IPA was created back in the late 18th – early 19th century for the export market where the taste for heavily hopped beers was thriving. The popular misconception is that the hops were added in great quantity to help ‘preserve’ the beer for the transportation to the colonies aboard the trade ships. The preserving qualities of hops is not in question, however the fact that beer could spoil on the journey is more of a fallacy. Most, if not all, beer can survive easily in a cask for over a year and so would pose no real problem to transport. The main idea why IPA grew in popularity is that the original brewers of it were situated around the East London docks. These docks were the main shipping ports to the East Indian colonies and so a greater percentage of the cargo was from the local pale ales. This orange version of the classic IPA model is certainly an interesting proposal.

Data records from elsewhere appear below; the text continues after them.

use std::path::PathBuf;

use clap::Parser;

use crate::encoder::GltfOptions;

/// Anchor longitude (radians) used when none is given.
pub const DEFAULT_LONGITUDE: f64 = 2.119_659_998_099_6;
/// Anchor latitude (radians) used when none is given.
pub const DEFAULT_LATITUDE: f64 = 0.543_224_178_326_409;

/// What the pipeline writes.
#[derive(Debug, Clone, Copy, PartialEq, Eq, Default, clap::ValueEnum)]
pub enum OutputFormat {
    #[value(name = "gltf")]
    Gltf,
    #[value(name = "glb")]
    Glb,
    #[value(name = "b3dm")]
    B3dm,
    #[default]
    #[value(name = "tiles")]
    Tiles,
}

impl std::fmt::Display for OutputFormat {
    fn fmt(&self, f: &mut std::fmt::Formatter<'_>) -> std::fmt::Result {
        match self {
            OutputFormat::Gltf => write!(f, "gltf"),
            OutputFormat::Glb => write!(f, "glb"),
            OutputFormat::B3dm => write!(f, "b3dm"),
            OutputFormat::Tiles => write!(f, "tiles"),
        }
    }
}

/// Bounding volume written for a single-file tileset.
#[derive(Debug, Clone, Copy, PartialEq, Eq, Default, clap::ValueEnum)]
pub enum BoundingVolumeKind {
    #[default]
    #[value(name = "region")]
    Region,
    #[value(name = "box")]
    Box,
    #[value(name = "sphere")]
    Sphere,
}

impl std::fmt::Display for BoundingVolumeKind {
    fn fmt(&self, f: &mut std::fmt::Formatter<'_>) -> std::fmt::Result {
        match self {
            BoundingVolumeKind::Region => write!(f, "region"),
            BoundingVolumeKind::Box => write!(f, "box"),
            BoundingVolumeKind::Sphere => write!(f, "sphere"),
        }
    }
}

/// Character encoding of OBJ/MTL text.
#[derive(Debug, Clone, Copy, PartialEq, Eq, Default, clap::ValueEnum)]
pub enum TextEncoding {
    #[default]
    #[value(name = "utf8")]
    Utf8,
    #[value(name = "latin1")]
    Latin1,
}

impl std::fmt::Display for TextEncoding {
    fn fmt(&self, f: &mut std::fmt::Formatter<'_>) -> std::fmt::Result {
        match self {
            TextEncoding::Utf8 => write!(f, "utf8"),
            TextEncoding::Latin1 => write!(f, "latin1"),
        }
    }
}

/// Geodetic anchor for the tileset root.
#[derive(Debug, Clone, Copy, PartialEq)]
pub struct GisPosition {
    /// Radians.
    pub longitude: f64,
    /// Radians.
    pub latitude: f64,
    /// Metres; `None` keeps the per-tile height derived from the mesh.
    pub trans_height: Option<f64>,
}

impl Default for GisPosition {
    fn default() -> Self {
        Self {
            longitude: DEFAULT_LONGITUDE,
            latitude: DEFAULT_LATITUDE,
            trans_height: None,
        }
    }
}

/// How multiple meshes become one tileset.
#[derive(Debug, Clone, PartialEq)]
pub struct TilesetOptions {
    /// Batch every mesh under one root (`true`) or reference per-mesh
    /// tilesets (`false`).
    pub merge: bool,
    pub write_child_tileset: bool,
    /// Containment tree instead of flat siblings.
    pub lod: bool,
    pub bounding_volume: BoundingVolumeKind,
    /// Split a single mesh into up to `split_level³` tiles.
    pub split_level: usize,
}

impl Default for TilesetOptions {
    fn default() -> Self {
        Self {
            merge: true,
            write_child_tileset: true,
            lod: false,
            bounding_volume: BoundingVolumeKind::Region,
            split_level: 1,
        }
    }
}

/// Fully resolved pipeline configuration (constructed from CLI args).
#[derive(Debug, Clone, Default)]
pub struct PipelineConfig {
    pub input: PathBuf,
    pub output: PathBuf,
    pub format: OutputFormat,
    pub gltf: GltfOptions,
    pub position: GisPosition,
    pub tileset: TilesetOptions,
    pub verbose: bool,
    pub threads: Option<usize>,
}

/// CLI argument definition (clap derive).
#[derive(Parser, Debug)]
#[command(
    name = "obj-tiles",
    about = "Wavefront OBJ to glTF, GLB and Cesium 3D Tiles converter",
    version
)]
pub struct CliArgs {
    /// Input OBJ file, or a folder of OBJ files
    #[arg(short = 'i', long)]
    pub input: PathBuf,

    /// Output directory
    #[arg(short = 'o', long)]
    pub output: PathBuf,

    /// Output format
    #[arg(short = 'f', long, value_enum, default_value = "tiles")]
    pub format: OutputFormat,

    /// Write a batch table (gltf and glb only; b3dm and tiles always batch)
    #[arg(long)]
    pub batch_table: bool,

    /// Reference one standalone tileset per mesh instead of merging
    #[arg(long)]
    pub combine: bool,

    /// Do not keep per-tile tileset documents when merging
    #[arg(long)]
    pub no_child_tileset: bool,

    /// Nest tiles by spatial containment
    #[arg(long)]
    pub lod: bool,

    /// Anchor longitude in degrees
    #[arg(long, allow_negative_numbers = true)]
    pub longitude: Option<f64>,

    /// Anchor latitude in degrees
    #[arg(long, allow_negative_numbers = true)]
    pub latitude: Option<f64>,

    /// Translation height in metres
    #[arg(long, allow_negative_numbers = true)]
    pub trans_height: Option<f64>,

    /// Bounding volume for single-file tilesets
    #[arg(long, value_enum, default_value = "region")]
    pub bounding_volume: BoundingVolumeKind,

    /// Split a single mesh into up to n³ tiles
    #[arg(long, default_value_t = 1)]
    pub split: usize,

    /// OBJ/MTL text encoding
    #[arg(long, value_enum, default_value = "utf8")]
    pub encoding: TextEncoding,

    /// Enable verbose logging
    #[arg(short = 'v', long)]
    pub verbose: bool,

    /// Worker thread count (default: all cores)
    #[arg(short = 'j', long)]
    pub threads: Option<usize>,
}

impl From<CliArgs> for PipelineConfig {
    fn from(args: CliArgs) -> Self {
        let name = args
            .input
            .file_stem()
            .map(|s| s.to_string_lossy().into_owned())
            .unwrap_or_else(|| GltfOptions::default().name);

        let defaults = GisPosition::default();
        let position = GisPosition {
            longitude: args.longitude.map_or(defaults.longitude, f64::to_radians),
            latitude: args.latitude.map_or(defaults.latitude, f64::to_radians),
            trans_height: args.trans_height,
        };

        PipelineConfig {
            input: args.input,
            output: args.output,
            format: args.format,
            gltf: GltfOptions {
                name,
                binary: args.format == OutputFormat::Glb,
                with_batch_table: args.batch_table,
                encoding: args.encoding,
            },
            position,
            tileset: TilesetOptions {
                merge: !args.combine,
                write_child_tileset: !args.no_child_tileset,
                lod: args.lod,
                bounding_volume: args.bounding_volume,
                split_level: args.split.max(1),
            },
            verbose: args.verbose,
            threads: args.threads,
        }
    }
}
use glam::{DMat4, DVec3, DVec4};

use super::ellipsoid::{Cartographic, Ellipsoid};
use crate::math::{HeadingPitchRoll, to_column_major, translation_rotation_scale};

const POLE_EPSILON: f64 = 1e-14;

/// Geodetic (radians, metres) to WGS84 ECEF.
pub fn from_radians(longitude: f64, latitude: f64, height: f64) -> DVec3 {
    Ellipsoid::wgs84().cartographic_to_cartesian(Cartographic {
        longitude,
        latitude,
        height,
    })
}

fn sign(v: f64) -> f64 {
    if v > 0.0 {
        1.0
    } else if v < 0.0 {
        -1.0
    } else {
        0.0
    }
}

/// Local East-North-Up frame at `origin` as a column-major 4×4 matrix.
///
/// Columns are east, north, up and the origin itself. On the polar axis the
/// east direction is undefined and a fixed frame is used instead.
pub fn east_north_up_to_fixed_frame(origin: DVec3, ellipsoid: &Ellipsoid) -> DMat4 {
    let (east, north, up) = if origin.x.abs() < POLE_EPSILON && origin.y.abs() < POLE_EPSILON {
        let s = sign(origin.z);
        (
            DVec3::new(0.0, 1.0, 0.0),
            DVec3::new(-1.0, 0.0, 0.0) * s,
            DVec3::new(0.0, 0.0, 1.0) * s,
        )
    } else {
        let up = (origin * ellipsoid.one_over_radii_squared).normalize();
        let east = DVec3::new(-origin.y, origin.x, 0.0).normalize();
        let north = up.cross(east);
        (east, north, up)
    };

    DMat4::from_cols(
        east.extend(0.0),
        north.extend(0.0),
        up.extend(0.0),
        DVec4::new(origin.x, origin.y, origin.z, 1.0),
    )
}

/// ENU frame at `origin` rotated by `hpr`.
pub fn heading_pitch_roll_to_fixed_frame(
    origin: DVec3,
    hpr: HeadingPitchRoll,
    ellipsoid: &Ellipsoid,
) -> DMat4 {
    let rotation = translation_rotation_scale(DVec3::ZERO, hpr.to_quaternion(), DVec3::ONE);
    east_north_up_to_fixed_frame(origin, ellipsoid) * rotation
}

/// Column-major tile transform placing local ENU axes at a WGS84 position.
///
/// `longitude` and `latitude` are radians, `height` metres.
pub fn wgs84_transform(longitude: f64, latitude: f64, height: f64) -> [f64; 16] {
    let origin = from_radians(longitude, latitude, height);
    let m = heading_pitch_roll_to_fixed_frame(
        origin,
        HeadingPitchRoll::default(),
        &Ellipsoid::wgs84(),
    );
    to_column_major(&m)
}

/// Return the 4×4 identity matrix (column-major).
pub fn identity_transform() -> [f64; 16] {
    DMat4::IDENTITY.to_cols_array()
}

This beer pours like a cloudy orange squash. Light and vibrant its orange origins are in plain view. A thin head is visible, pure white in colour. Upon smelling the beer you are immediately hit with massive hop notes which are obviously good qualities of an IPA. Following up the big hop hitter is another aroma, however from the name it’s not as intense as you would think. For an orange ale the citrus nose isn’t as obvious as you would believe, which is probably a good thing. We are, after all, drinking beer not squash!
On to the tasting then. Once again a good strong hit of hops is noticeable here, reflecting its IPA standing, however the oily finish of the hops soon gives way to a light citrus orange twang. Mixing qualities of both sweet and bitter this orange flavour coats the palate well leaving it satisfied yet wanting more. The zesty bitterness counterpoint the slightly sweet higher orange and malty notes. Never over powering the ale they linger beautifully on the tongue, enveloping it in mouth-watering goodness. Ever so slightly creamy the lasting bitterness lingers well on the tongue.
A great beer, would be excellent for the summer months as a good refreshing beer. Not too shabby during the colder climes either. The high ABV of 7% gives it a well-rounded punch that compliments the marmaladey creaminess well.